On 2014-01-16 11:24, Nicolas Mailhot wrote:
> Le Jeu 16 janvier 2014 11:06, Julian Reschke a écrit :
>> On 2014-01-16 10:52, Nicolas Mailhot wrote:
>>>
>>> Le Mer 15 janvier 2014 21:46, Zhong Yu a écrit :
>>>> Can you give an example where an intermediary benefits from decoding
>>>> URI octets into unicodes?
>>>
>>> Intermediaries can not perform URL-based filtering it they can not
>>> decode
>>> URLS reliably. Intermediaries need to normalise URLs to a single
>>> encoding
>>> if they log them (for debugging or policy purposes). unix-like "just a
>>> bunch of bytes with no encoding indication" is an i18n disaster
>>> supported
>>> only by users of ASCII scripts
>>
>> Well, you could log what you got on the wire. It's ASCII.
>
> And it's useless if you can't interpret it reliably. May as well log the
> output of /dev/random at the time. Don't have time to get humans comb
> millions of log lines to fix encoding errors.

Define "encoding error" in the context of a URI.

>>> I favour making URLs UTF-8 by default in HTTP/2 (just as it was in XML,
>>> that's one part of the XML spec that worked very well) and require
>>> http/1
>>> to 2 bridges to translate to the canonical form. Helping clients push
>>> local 8bits encodings will just perpetuate pre-2000 legacy mess.
>>
>> How do you translate a URI with unknown URI encoding to UTF-8?
>
> You treat it as UTF-8. If it fails UTF-8 sanity rules you fail with an
> error. That will make people fix their encodings quickly.

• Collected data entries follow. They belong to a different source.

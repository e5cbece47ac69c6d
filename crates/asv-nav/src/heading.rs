//! Compass bearing to mathematical yaw.
//!
//! Bearing: 0° = north, clockwise positive. Yaw: 0° = east,
//! counter-clockwise positive. Both are reported in degrees on [0, 360).

/// Reduce any finite angle onto [0, 360).
pub fn normalize_deg(angle: f64) -> f64 {
    let a = angle.rem_euclid(360.0);
    // rem_euclid can round up to exactly 360 for tiny negative inputs
    if a >= 360.0 { 0.0 } else { a }
}

/// `yaw = normalize(90 - normalize(bearing))`.
///
/// Bearings outside [0, 360) are reduced first, so 450° behaves as 90°
/// and -90° as 270°.
pub fn heading_to_yaw(bearing_deg: f64) -> f64 {
    normalize_deg(90.0 - normalize_deg(bearing_deg))
}

#[cfg(test)]
mod tests {
    use super::*;

    #[test]
    fn cardinal_points() {
        assert_eq!(heading_to_yaw(0.0), 90.0);
        assert_eq!(heading_to_yaw(90.0), 0.0);
        assert_eq!(heading_to_yaw(180.0), 270.0);
        assert_eq!(heading_to_yaw(270.0), 180.0);
    }

    #[test]
    fn bearings_past_a_full_turn_are_reduced() {
        assert_eq!(heading_to_yaw(450.0), heading_to_yaw(90.0));
        assert_eq!(heading_to_yaw(720.0), 90.0);
        assert_eq!(heading_to_yaw(360.0), 90.0);
    }

    #[test]
    fn negative_bearings() {
        assert_eq!(heading_to_yaw(-90.0), 180.0);
        assert_eq!(heading_to_yaw(-10.0), 100.0);
    }

    #[test]
    fn output_stays_in_range() {
        let mut b = -1000.0;
        while b < 1000.0 {
            let y = heading_to_yaw(b);
            assert!((0.0..360.0).contains(&y), "bearing {b} gave yaw {y}");
            b += 7.3;
        }
    }

    #[test]
    fn matches_plain_formula_inside_range() {
        for b in [0.5, 45.0, 89.9, 135.0, 200.0, 359.0] {
            assert!((heading_to_yaw(b) - normalize_deg(90.0 - b)).abs() < 1e-12);
        }
    }
}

This is not going to work:

a) People may have chosen a non-UTF8 encoding by accident (system locale 
etc) and can't change it retroactively,

b) There might be actual *binary* data in the URI.

>>> Whenever someone specifies a new better encoding it will be time for
>>> HTTP/3. Unicode specs are way more complex than http, changes won't
>>> happen
>>> quicker than http revisions.
>>
>> The problem here is that HTTP URIs are octet sequences, not character
>> sequences.
>
> The problem is that octet sequences are useless by themselves if you can
> not decode them.

Hm, no. They just happen to work in a way different from your 
preference, but they do just work fine.

Best regards, Julian

(Yes, I'd prefer that there'd be more UTF-8 in HTTP, but there are 
problems that are hard to solve without breaking things)

Received on Thursday, 16 January 2014 10:29:23 UTC